Rotta del diavolo è il nuovo ep dei Kenshō, in uscita oggi 26 gennaio 2024. Quattro canzoni che pescano dal blues e dal rock per suscitare sensazioni forti e pensieri profondi. Kenshō significa “momento fugace di illuminazione improvvisa”: un modo, per la band, per esprimere la propria interiorità tramite parole e soprattutto suoni, arrivare alle persone cercando di creare in ognuno sensazioni, emozioni, ricordi.
Immaginate di dover arrivare al punto di affrontare ciò che ci rende umani: la paura. Aggiungete a quest’ultima la solitudine, la malinconia, il rimorso, ma anche la pace, di spensieratezza. Mescolate il tutto, mettete le cuffie e immergetevi nella nostra musica. Meritiamo di sbagliare e di capire, siamo umani
Kenshō traccia per traccia
L’ep si apre sulle note di Tic Toc (senza k, non si parla di social qui): voce, pianoforte e altri ingredienti per una canzone piuttosto “ballata”, su idee blueseggianti e abbastanza vintage, ma capaci di cambiare in corsa, facendosi sempre più veementi.

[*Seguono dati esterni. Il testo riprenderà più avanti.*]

//! CLI entry points for the `kb` binary.
//!
//! Each `run_*` function performs one command against an [`App`] and prints
//! human-readable output to stdout. Per-document ingestion outcomes are
//! printed, not returned as errors.

use std::path::{Path, PathBuf};

use anyhow::{bail, Context, Result};
use walkdir::WalkDir;

use crate::app::App;
use crate::ingest::{DeleteResult, IngestReport, Outcome};
use crate::models::SourceDocument;

/// Upload files (directories are walked recursively) and ingest them.
pub async fn run_upload(app: &App, paths: &[PathBuf], no_ingest: bool) -> Result<()> {
    let files = collect_files(paths)?;
    if files.is_empty() {
        bail!("no files found under the given paths");
    }

    let mut ids = Vec::with_capacity(files.len());
    let mut rejected = 0usize;
    for path in &files {
        let bytes = tokio::fs::read(path)
            .await
            .with_context(|| format!("failed to read {}", path.display()))?;
        let filename = path
            .file_name()
            .map(|n| n.to_string_lossy().into_owned())
            .unwrap_or_default();
        match app.ingestor.upload(&filename, &bytes).await {
            Ok(doc) => {
                println!("uploaded  {}  {}", doc.id, path.display());
                ids.push(doc.id);
            }
            Err(e) => {
                rejected += 1;
                println!("rejected  {}: {}", path.display(), e);
            }
        }
    }

    if !no_ingest && !ids.is_empty() {
        let reports = app.ingestor.ingest_many(&ids, app.config.ingest.workers).await;
        println!();
        print_reports(&reports);
    }

    if rejected > 0 {
        println!("{} file(s) rejected", rejected);
    }
    Ok(())
}

pub async fn run_ingest(app: &App, ids: &[String]) -> Result<()> {
    let reports = app.ingestor.ingest_many(ids, app.config.ingest.workers).await;
    print_reports(&reports);
    Ok(())
}

pub async fn run_reingest(app: &App, id: &str) -> Result<()> {
    let report = app.ingestor.reingest(id).await;
    print_reports(std::slice::from_ref(&report));
    Ok(())
}

pub async fn run_reset(app: &App, id: &str) -> Result<()> {
    if app.ingestor.reset_stale(id).await? {
        println!("{} reset to pending", id);
    } else {
        println!("{} is not processing; nothing to reset", id);
    }
    Ok(())
}

pub async fn run_list(app: &App, limit: i64, offset: i64) -> Result<()> {
    let docs = app.ingestor.metadata().list_documents(limit, offset, true).await?;
    if docs.is_empty() {
        println!("No documents.");
        return Ok(());
    }
    for doc in &docs {
        let chunks = doc
            .number_of_chunks
            .map(|n| n.to_string())
            .unwrap_or_else(|| "-".to_string());
        println!(
            "{}  {:<10}  {:>6} chunks  {}",
            doc.id, doc.status, chunks, doc.original_filename
        );
    }
    Ok(())
}

pub async fn run_get(app: &App, id: &str) -> Result<()> {
    let doc = require_document(app, id).await?;

    println!("--- Document ---");
    println!("id:           {}", doc.id);
    println!("filename:     {}", doc.original_filename);
    println!("content_type: {}", doc.content_type);
    println!("size:         {}", doc.size);
    println!("status:       {}", doc.status);
    if let Some(n) = doc.number_of_chunks {
        println!("chunks:       {}", n);
    }
    if let Some(ref enc) = doc.encoding {
        println!("encoding:     {}", enc);
    }
    if let Some(ref msg) = doc.error_message {
        println!("error:        {}", msg);
    }
    println!("created_at:   {}", format_ts_iso(doc.created_at));
    println!("updated_at:   {}", format_ts_iso(doc.updated_at));
    if let Some(ts) = doc.processed_at {
        println!("processed_at: {}", format_ts_iso(ts));
    }
    for note in &doc.diagnostics {
        println!("note:         {}", note);
    }
    Ok(())
}

pub async fn run_chunks(app: &App, id: &str) -> Result<()> {
    require_document(app, id).await?;
    let chunks = app.ingestor.metadata().get_chunks(id).await?;

    println!("--- Chunks ({}) ---", chunks.len());
    for chunk in &chunks {
        println!("[chunk {} @ {}]", chunk.chunk_index, chunk.start_offset);
        println!("{}", chunk.text);
        println!();
    }
    Ok(())
}

pub async fn run_delete(app: &App, id: &str) -> Result<()> {
    match app.ingestor.delete(id).await? {
        DeleteResult::Deleted => println!("{} deleted", id),
        DeleteResult::NotFound => bail!("document not found: {}", id),
        DeleteResult::Busy => bail!("document {} is being processed; try again later", id),
    }
    Ok(())
}

pub async fn run_query(app: &App, query: &str, top_k: Option<usize>, answer: bool) -> Result<()> {
    if answer {
        let answer = app.retriever.ask(query, top_k).await?;
        println!("{}", answer.answer);
        println!();
        println!("--- Sources ({}) ---", answer.sources.len());
        for (i, source) in answer.sources.iter().enumerate() {
            println!("[{}] {} #{}", i + 1, source.document_id, source.chunk_index);
        }
        return Ok(());
    }

    let chunks = app.retriever.retrieve(query, top_k).await?;
    if chunks.is_empty() {
        println!("No results.");
        return Ok(());
    }
    for (i, chunk) in chunks.iter().enumerate() {
        let rerank = chunk
            .rerank_score
            .map(|s| format!("  rerank: {:.3}", s))
            .unwrap_or_default();
        println!("{}. [{:.3}{}] {} #{}", i + 1, chunk.score, rerank, chunk.document_id, chunk.chunk_index);
        println!("    {}", preview(&chunk.text, 200));
        println!();
    }
    Ok(())
}

fn print_reports(reports: &[IngestReport]) {
    let mut completed = 0usize;
    let mut failed = 0usize;
    for report in reports {
        match &report.outcome {
            Outcome::Completed { chunks, notes, .. } => {
                completed += 1;
                println!("completed {}  {} chunks", report.document_id, chunks);
                for note in notes {
                    println!("          note: {}", note);
                }
            }
            Outcome::Failed { message, .. } => {
                failed += 1;
                println!("failed    {}  {}", report.document_id, message);
            }
            Outcome::Skipped { reason } => {
                println!("skipped   {}  {}", report.document_id, reason);
            }
        }
    }
    println!(
        "{} completed, {} failed, {} skipped",
        completed,
        failed,
        reports.len() - completed - failed
    );
}

async fn require_document(app: &App, id: &str) -> Result<SourceDocument> {
    match app.ingestor.metadata().get_document(id).await? {
        Some(doc) => Ok(doc),
        None => bail!("document not found: {}", id),
    }
}

/// Regular files under `paths`, in walk order with hidden entries skipped.
fn collect_files(paths: &[PathBuf]) -> Result<Vec<PathBuf>> {
    let mut files = Vec::new();
    for root in paths {
        if !root.exists() {
            bail!("path does not exist: {}", root.display());
        }
        if root.is_file() {
            files.push(root.clone());
            continue;
        }
        for entry in WalkDir::new(root)
            .sort_by_file_name()
            .into_iter()
            .filter_entry(|e| e.depth() == 0 || !is_hidden(e.path()))
        {
            let entry = entry.with_context(|| format!("failed to walk {}", root.display()))?;
            if entry.file_type().is_file() {
                files.push(entry.into_path());
            }
        }
    }
    Ok(files)
}

fn is_hidden(path: &Path) -> bool {
    path.file_name()
        .and_then(|n| n.to_str())
        .map(|n| n.starts_with('.'))
        .unwrap_or(false)
}

fn preview(text: &str, max_chars: usize) -> String {
    let flat = text.replace('\n', " ");
    if flat.chars().count() <= max_chars {
        return flat;
    }
    let cut: String = flat.chars().take(max_chars).collect();
    format!("{}…", cut)
}

fn format_ts_iso(ts: i64) -> String {
    chrono::DateTime::from_timestamp(ts, 0)
        .map(|dt| dt.format("%Y-%m-%dT%H:%M:%SZ").to_string())
        .unwrap_or_else(|| ts.to_string())
}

Il basso introduce a Rotta del Diavolo, la title track che assume subito abiti elettrici senza rinunciare a eleganza e un pizzico di swing. Sfuggire al proprio destino è impossibile, ma provare è umano e altrettanto inevitabile, con il pianoforte che guida e con assoli di chitarra d’altri tempi sul finale.
Lanterne nel buio per la ballata intitolata Zarathustra: profeti d’Oriente e d’Occidente (tipo Nietzsche) chiamati a raccolta per un pezzo dalle movenze sinuose e dal respiro ampio: “è quando non hai più niente che puoi riiniziare da capo“. La voce si arrampica ad altezze davvero notevoli.

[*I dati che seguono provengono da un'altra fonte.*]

//! In-memory [`MetadataStore`] and [`VectorStore`] for tests and embedding.
//!
//! Plain `HashMap`s behind `std::sync::RwLock`. Status transitions take the
//! write lock, so a claim is atomic with respect to every other caller.
//! Vector search is brute-force cosine similarity over all stored vectors.

use std::collections::HashMap;
use std::sync::{PoisonError, RwLock};

use anyhow::{anyhow, Result};
use async_trait::async_trait;

use crate::embedding::cosine_similarity;
use crate::models::{Chunk, DocumentStatus, Finish, SourceDocument};

use super::{top_k, MetadataStore, VectorHit, VectorRecord, VectorStore};

#[derive(Default)]
pub struct InMemoryStore {
    docs: RwLock<HashMap<String, SourceDocument>>,
    chunks: RwLock<HashMap<String, Vec<Chunk>>>,
    vectors: RwLock<HashMap<String, VectorRecord>>,
}

impl InMemoryStore {
    pub fn new() -> Self {
        Self::default()
    }

    /// Number of stored vectors, across all documents.
    pub fn vector_count(&self) -> usize {
        self.vectors.read().map(|v| v.len()).unwrap_or(0)
    }

    fn transition(&self, id: &str, from: &[DocumentStatus], to: DocumentStatus) -> Result<bool> {
        let mut docs = self.docs.write().map_err(poisoned)?;
        match docs.get_mut(id) {
            Some(doc) if from.contains(&doc.status) => {
                doc.status = to;
                doc.updated_at = chrono::Utc::now().timestamp();
                Ok(true)
            }
            _ => Ok(false),
        }
    }
}

fn poisoned<T>(_: PoisonError<T>) -> anyhow::Error {
    anyhow!("in-memory store lock poisoned")
}

#[async_trait]
impl MetadataStore for InMemoryStore {
    async fn insert_document(&self, doc: &SourceDocument) -> Result<()> {
        let mut docs = self.docs.write().map_err(poisoned)?;
        if docs.contains_key(&doc.id) {
            return Err(anyhow!("document {} already exists", doc.id));
        }
        docs.insert(doc.id.clone(), doc.clone());
        Ok(())
    }

    async fn get_document(&self, id: &str) -> Result<Option<SourceDocument>> {
        let docs = self.docs.read().map_err(poisoned)?;
        Ok(docs.get(id).cloned())
    }

    async fn list_documents(
        &self,
        limit: i64,
        offset: i64,
        newest_first: bool,
    ) -> Result<Vec<SourceDocument>> {
        let docs = self.docs.read().map_err(poisoned)?;
        let mut all: Vec<SourceDocument> = docs.values().cloned().collect();
        all.sort_by(|a, b| a.created_at.cmp(&b.created_at).then_with(|| a.id.cmp(&b.id)));
        if newest_first {
            all.reverse();
        }
        Ok(all
            .into_iter()
            .skip(offset.max(0) as usize)
            .take(limit.max(0) as usize)
            .collect())
    }

    async fn claim_document(&self, id: &str) -> Result<bool> {
        self.transition(id, &[DocumentStatus::Pending], DocumentStatus::Processing)
    }

    async fn requeue_document(&self, id: &str) -> Result<bool> {
        self.transition(
            id,
            &[DocumentStatus::Failed, DocumentStatus::Completed],
            DocumentStatus::Pending,
        )
    }

    async fn claim_for_delete(&self, id: &str) -> Result<bool> {
        self.transition(
            id,
            &[
                DocumentStatus::Pending,
                DocumentStatus::Failed,
                DocumentStatus::Completed,
            ],
            DocumentStatus::Processing,
        )
    }

    async fn reset_stale(&self, id: &str) -> Result<bool> {
        self.transition(id, &[DocumentStatus::Processing], DocumentStatus::Pending)
    }

    async fn finish_document(&self, id: &str, finish: &Finish) -> Result<()> {
        let mut docs = self.docs.write().map_err(poisoned)?;
        let doc = docs
            .get_mut(id)
            .ok_or_else(|| anyhow!("document {} not found", id))?;
        let now = chrono::Utc::now().timestamp();
        doc.status = finish.status;
        doc.error_message = finish.error_message.clone();
        doc.number_of_chunks = finish.number_of_chunks;
        doc.encoding = finish.encoding.clone();
        doc.diagnostics = finish.diagnostics.clone();
        doc.updated_at = now;
        doc.processed_at = Some(now);
        Ok(())
    }

    async fn replace_chunks(&self, doc_id: &str, chunks: &[Chunk]) -> Result<()> {
        let mut stored = self.chunks.write().map_err(poisoned)?;
        stored.insert(doc_id.to_string(), chunks.to_vec());
        Ok(())
    }

    async fn delete_chunks(&self, doc_id: &str) -> Result<()> {
        let mut stored = self.chunks.write().map_err(poisoned)?;
        stored.remove(doc_id);
        Ok(())
    }

    async fn get_chunks(&self, doc_id: &str) -> Result<Vec<Chunk>> {
        let stored = self.chunks.read().map_err(poisoned)?;
        let mut chunks = stored.get(doc_id).cloned().unwrap_or_default();
        chunks.sort_by_key(|c| c.chunk_index);
        Ok(chunks)
    }

    async fn get_chunks_by_ids(&self, ids: &[String]) -> Result<Vec<Chunk>> {
        let stored = self.chunks.read().map_err(poisoned)?;
        Ok(stored
            .values()
            .flatten()
            .filter(|c| ids.contains(&c.id))
            .cloned()
            .collect())
    }

    async fn delete_document(&self, id: &str) -> Result<bool> {
        self.chunks.write().map_err(poisoned)?.remove(id);
        let removed = self.docs.write().map_err(poisoned)?.remove(id);
        Ok(removed.is_some())
    }
}

#[async_trait]
impl VectorStore for InMemoryStore {
    async fn upsert(&self, records: &[VectorRecord]) -> Result<()> {
        let mut vectors = self.vectors.write().map_err(poisoned)?;
        for r in records {
            vectors.insert(r.chunk_id.clone(), r.clone());
        }
        Ok(())
    }

    async fn query(&self, vector: &[f32], k: usize) -> Result<Vec<VectorHit>> {
        let vectors = self.vectors.read().map_err(poisoned)?;
        let hits = vectors
            .values()
            .map(|r| VectorHit {
                chunk_id: r.chunk_id.clone(),
                document_id: r.document_id.clone(),
                score: cosine_similarity(vector, &r.vector),
            })
            .collect();
        Ok(top_k(hits, k))
    }

    async fn delete_document(&self, doc_id: &str) -> Result<()> {
        let mut vectors = self.vectors.write().map_err(poisoned)?;
        vectors.retain(|_, r| r.document_id != doc_id);
        Ok(())
    }
}
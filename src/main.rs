//! # Knowledge Harness CLI (`kb`)
//!
//! ```bash
//! kb --config ./config/kb.toml <command>
//! ```
//!
//! | Command | Description |
//! |---------|-------------|
//! | `kb init` | Create the SQLite database and run schema migrations |
//! | `kb upload <path>…` | Upload files or directories and ingest them |
//! | `kb ingest <id>…` | Ingest pending documents |
//! | `kb reingest <id>` | Re-run ingestion for a finished document |
//! | `kb reset <id>` | Reset a document stuck in `processing` |
//! | `kb list` | List documents, newest first |
//! | `kb get <id>` | Show a document's status and diagnostics |
//! | `kb chunks <id>` | Print a document's chunks in order |
//! | `kb delete <id>` | Delete a document and everything derived from it |
//! | `kb query "<q>"` | Retrieve relevant chunks (`--answer` to generate) |
//! | `kb serve` | Start the HTTP server |

use clap::{Parser, Subcommand};
use std::path::PathBuf;
use tracing_subscriber::EnvFilter;

use knowledge_harness::app::App;
use knowledge_harness::{commands, config, migrate, server};

/// Knowledge Harness: multi-format document ingestion and retrieval.
///
/// All commands accept a `--config` flag pointing to a TOML configuration
/// file. See `config/kb.example.toml` for a full example.
#[derive(Parser)]
#[command(
    name = "kb",
    about = "Knowledge Harness: multi-format document ingestion and retrieval",
    version
)]
struct Cli {
    /// Path to configuration file (TOML).
    #[arg(long, global = true, default_value = "./config/kb.toml")]
    config: PathBuf,

    #[command(subcommand)]
    command: Commands,
}

#[derive(Subcommand)]
enum Commands {
    /// Initialize the database schema. Idempotent.
    Init,

    /// Upload files and ingest them.
    ///
    /// Directories are walked recursively; hidden entries are skipped.
    Upload {
        #[arg(required = true)]
        paths: Vec<PathBuf>,

        /// Store the files as pending without ingesting them.
        #[arg(long)]
        no_ingest: bool,
    },

    /// Ingest pending documents by id.
    Ingest {
        #[arg(required = true)]
        ids: Vec<String>,
    },

    /// Move a completed or failed document back to pending and ingest it.
    Reingest { id: String },

    /// Reset a document stuck in `processing` back to pending.
    Reset { id: String },

    /// List documents, newest first.
    List {
        #[arg(long, default_value = "50")]
        limit: i64,

        #[arg(long, default_value = "0")]
        offset: i64,
    },

    /// Show a document's status, encoding and diagnostics.
    Get { id: String },

    /// Print a document's chunks in ordinal order.
    Chunks { id: String },

    /// Delete a document with its chunks, vectors and stored bytes.
    Delete { id: String },

    /// Retrieve the chunks most relevant to a query.
    Query {
        query: String,

        /// Number of chunks to return (defaults to `retrieval.final_top_k`).
        #[arg(long)]
        top_k: Option<usize>,

        /// Generate an answer from the retrieved chunks.
        #[arg(long)]
        answer: bool,
    },

    /// Start the HTTP server on `[server].bind`.
    Serve,
}

#[tokio::main]
async fn main() -> anyhow::Result<()> {
    tracing_subscriber::fmt()
        .with_env_filter(EnvFilter::try_from_default_env().unwrap_or_else(|_| EnvFilter::new("info")))
        .with_writer(std::io::stderr)
        .init();

    let cli = Cli::parse();
    let cfg = config::load_config(&cli.config)?;

    if let Commands::Init = cli.command {
        migrate::run_migrations(&cfg).await?;
        println!("Database initialized successfully.");
        return Ok(());
    }

    let app = App::from_config(cfg).await?;

    match cli.command {
        Commands::Init => {}
        Commands::Upload { paths, no_ingest } => {
            commands::run_upload(&app, &paths, no_ingest).await?;
        }
        Commands::Ingest { ids } => {
            commands::run_ingest(&app, &ids).await?;
        }
        Commands::Reingest { id } => {
            commands::run_reingest(&app, &id).await?;
        }
        Commands::Reset { id } => {
            commands::run_reset(&app, &id).await?;
        }
        Commands::List { limit, offset } => {
            commands::run_list(&app, limit, offset).await?;
        }
        Commands::Get { id } => {
            commands::run_get(&app, &id).await?;
        }
        Commands::Chunks { id } => {
            commands::run_chunks(&app, &id).await?;
        }
        Commands::Delete { id } => {
            commands::run_delete(&app, &id).await?;
        }
        Commands::Query {
            query,
            top_k,
            answer,
        } => {
            commands::run_query(&app, &query, top_k, answer).await?;
        }
        Commands::Serve => {
            server::run_server(app).await?;
        }
    }

    Ok(())
}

Si passa all’inglese per un’ultima canzone particolarmente struggente: Shame scende per scaloni di ville hollywoodiane, rigorosamente in bianco e nero, con ritmiche che si fanno più stringenti con l’andare del brano e con qualche graffio elettrico ulteriore, per un’uscita decisamente con stile.

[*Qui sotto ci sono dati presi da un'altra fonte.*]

//! Core data models used throughout Knowledge Harness.
//!
//! These types represent the uploaded documents, their chunks, and the
//! retrieval results that flow through the ingestion and query pipeline.

use std::fmt;
use std::str::FromStr;

use anyhow::bail;
use serde::Serialize;

/// Processing status of a [`SourceDocument`].
///
/// `processing` doubles as the per-document mutual-exclusion flag: a job
/// must move the document `pending → processing` atomically before it
/// starts, and no job may start while the status is `processing`.
#[derive(Debug, Clone, Copy, PartialEq, Eq, Hash, Serialize)]
#[serde(rename_all = "lowercase")]
pub enum DocumentStatus {
    Pending,
    Processing,
    Completed,
    Failed,
}

impl DocumentStatus {
    pub fn as_str(&self) -> &'static str {
        match self {
            DocumentStatus::Pending => "pending",
            DocumentStatus::Processing => "processing",
            DocumentStatus::Completed => "completed",
            DocumentStatus::Failed => "failed",
        }
    }
}

impl fmt::Display for DocumentStatus {
    fn fmt(&self, f: &mut fmt::Formatter<'_>) -> fmt::Result {
        f.write_str(self.as_str())
    }
}

impl FromStr for DocumentStatus {
    type Err = anyhow::Error;

    fn from_str(s: &str) -> Result<Self, Self::Err> {
        match s {
            "pending" => Ok(DocumentStatus::Pending),
            "processing" => Ok(DocumentStatus::Processing),
            "completed" => Ok(DocumentStatus::Completed),
            "failed" => Ok(DocumentStatus::Failed),
            other => bail!("unknown document status: '{}'", other),
        }
    }
}

/// One uploaded file.
#[derive(Debug, Clone, Serialize)]
pub struct SourceDocument {
    pub id: String,
    pub original_filename: String,
    /// Lowercased extension without the dot; empty when the name has none.
    pub extension: String,
    pub content_type: String,
    pub size: i64,
    /// Location inside the object store.
    pub object_key: String,
    pub status: DocumentStatus,
    pub error_message: Option<String>,
    pub number_of_chunks: Option<i64>,
    /// Encoding used to decode plain-text uploads.
    pub encoding: Option<String>,
    /// Extraction notes from the last run (fallbacks taken, soft failures).
    pub diagnostics: Vec<String>,
    pub created_at: i64,
    pub updated_at: i64,
    pub processed_at: Option<i64>,
}

/// A fixed-size, possibly overlapping slice of a document's extracted text.
#[derive(Debug, Clone, PartialEq, Eq, Serialize)]
pub struct Chunk {
    pub id: String,
    pub document_id: String,
    /// 0-based, contiguous ordinal; defines reconstruction order.
    pub chunk_index: i64,
    /// Offset of the first character within the extracted text, in chars.
    pub start_offset: i64,
    /// Length of `text` in chars.
    pub char_len: i64,
    pub text: String,
    pub hash: String,
}

/// Terminal bookkeeping written by the orchestrator when a job ends.
#[derive(Debug, Clone)]
pub struct Finish {
    pub status: DocumentStatus,
    pub error_message: Option<String>,
    pub number_of_chunks: Option<i64>,
    pub encoding: Option<String>,
    pub diagnostics: Vec<String>,
}

impl Finish {
    pub fn completed(chunks: usize, encoding: Option<String>, diagnostics: Vec<String>) -> Self {
        Self {
            status: DocumentStatus::Completed,
            error_message: None,
            number_of_chunks: Some(chunks as i64),
            encoding,
            diagnostics,
        }
    }

    pub fn failed(message: String, diagnostics: Vec<String>) -> Self {
        Self {
            status: DocumentStatus::Failed,
            error_message: Some(message),
            number_of_chunks: Some(0),
            encoding: None,
            diagnostics,
        }
    }
}

/// A chunk returned by the query pipeline.
#[derive(Debug, Clone, Serialize)]
pub struct RetrievedChunk {
    pub chunk_id: String,
    pub document_id: String,
    pub chunk_index: i64,
    pub text: String,
    /// Cosine similarity from vector recall.
    pub score: f32,
    /// Relevance score from the reranker, when one ran.
    pub rerank_score: Option<f32>,
}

Ascoltando senza pregiudizi e senza informazioni sarebbe difficile collocare a quale decennio appartengano i Kenshō: eppure questi ragazzi giovanissimi, che suonano come un’orchestra dei 50s o giù di lì, più scavano nel passato e più risultano contemporanei, grazie a creatività e passione non esattamente comuni. Un primo passo davvero notevole.